After completing her gymnasium studies in 1982 in Geneva, she pursued studies in Egyptology, Coptic, English, Hebrew, and patristics at the University of Geneva, concluding in 1988. She defended her doctoral thesis ("The 'Milanese' variety of the Middle Egyptian Coptic dialect: Dialectal analysis accompanied by the complete re-edition of P. Mil. Copto") in 2002 under the supervision of Rodolphe Kasser. This dialect later remained one of her research subjects.

Between 1987 and 1989, she became involved with the French Institute of Oriental Archaeology and participated in archaeological campaigns in the Kellia as an epigrapher. She continued her research on the site as part of the Swiss Coptic Archaeology Mission from 1991, gathering numerous documents. Gradually, she took on a teaching role, initially at the École du Louvre, then at the Catholic University of Paris, and finally at the University of Geneva. from 2011 onwards. Bosson was also the first researcher to translate a complete work of Evagrius Ponticus into French.

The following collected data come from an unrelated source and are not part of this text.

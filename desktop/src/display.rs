use embedded_graphics::prelude::Point;
use finch_core::{
    display::{Display, HEIGHT, WIDTH},
    framebuffer::Framebuffer,
    input::TouchState,
    ui::Rect,
};

pub struct MinifbDisplay {
    display_buffer: Vec<u32>,
    window: minifb::Window,
    touch: TouchState,
}

impl MinifbDisplay {
    pub fn new(window: minifb::Window) -> Self {
        Self {
            display_buffer: vec![0; WIDTH * HEIGHT],
            window,
            touch: TouchState::default(),
        }
    }

    pub fn is_open(&self) -> bool {
        self.window.is_open() && !self.window.is_key_down(minifb::Key::Escape)
    }

    fn update_display(&mut self) {
        self.window
            .update_with_buffer(&self.display_buffer, WIDTH, HEIGHT)
            .unwrap();
    }

    /// Pumps the window and turns the left mouse button into the touch
    /// sample stream the core consumes.
    pub fn update(&mut self, elapsed_ms: u32) {
        self.window.update();
        let sample = if self.window.get_mouse_down(minifb::MouseButton::Left) {
            self.window
                .get_mouse_pos(minifb::MouseMode::Clamp)
                .map(|(x, y)| Point::new(x as i32, y as i32))
        } else {
            None
        };
        self.touch.update(sample, elapsed_ms);
    }

    pub fn touch(&self) -> &TouchState {
        &self.touch
    }
}

impl Display for MinifbDisplay {
    fn present(&mut self, frame: &Framebuffer, region: Rect) {
        let words = frame.as_words();
        for y in region.y..region.bottom() {
            for x in region.x..region.right() {
                if let Some((nx, ny)) = frame.map_point(x, y) {
                    let index = ny * WIDTH + nx;
                    self.display_buffer[index] = words[index];
                }
            }
        }
        self.update_display();
    }
}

Between 1995 and 2005, the researcher served as vice-president of the Francophone Association of Coptology before becoming its president. In her research, she delved into Christian texts, Gnostic texts, and Coptic magical papyri. Additionally, Bosson dedicated herself to Coptic linguistics and methods of transmission. For instance, in 2003, she created a Coptic font for computer use.

With her colleague, Anne Boud'hors, she undertook a coordination effort in Coptic studies and edited the Eighth International Congress of Coptic Studies proceedings in 2004. This work continued with other new editions of congresses, such as the fourteenth in 2016. She also collaborated with Rodolphe Kasser, who praised her appointment as a teacher at the University of Geneva, and with Sydney Aufrère, her husband and close collaborator, as they engaged in writing several works together. She also embarked on editorial projects and, after the death of Rodolphe Kasser, took charge of publishing the as-yet-unpublished Coptic manuscripts.

== Legacy ==
She is regarded as one of the most prominent living experts in the Coptic language.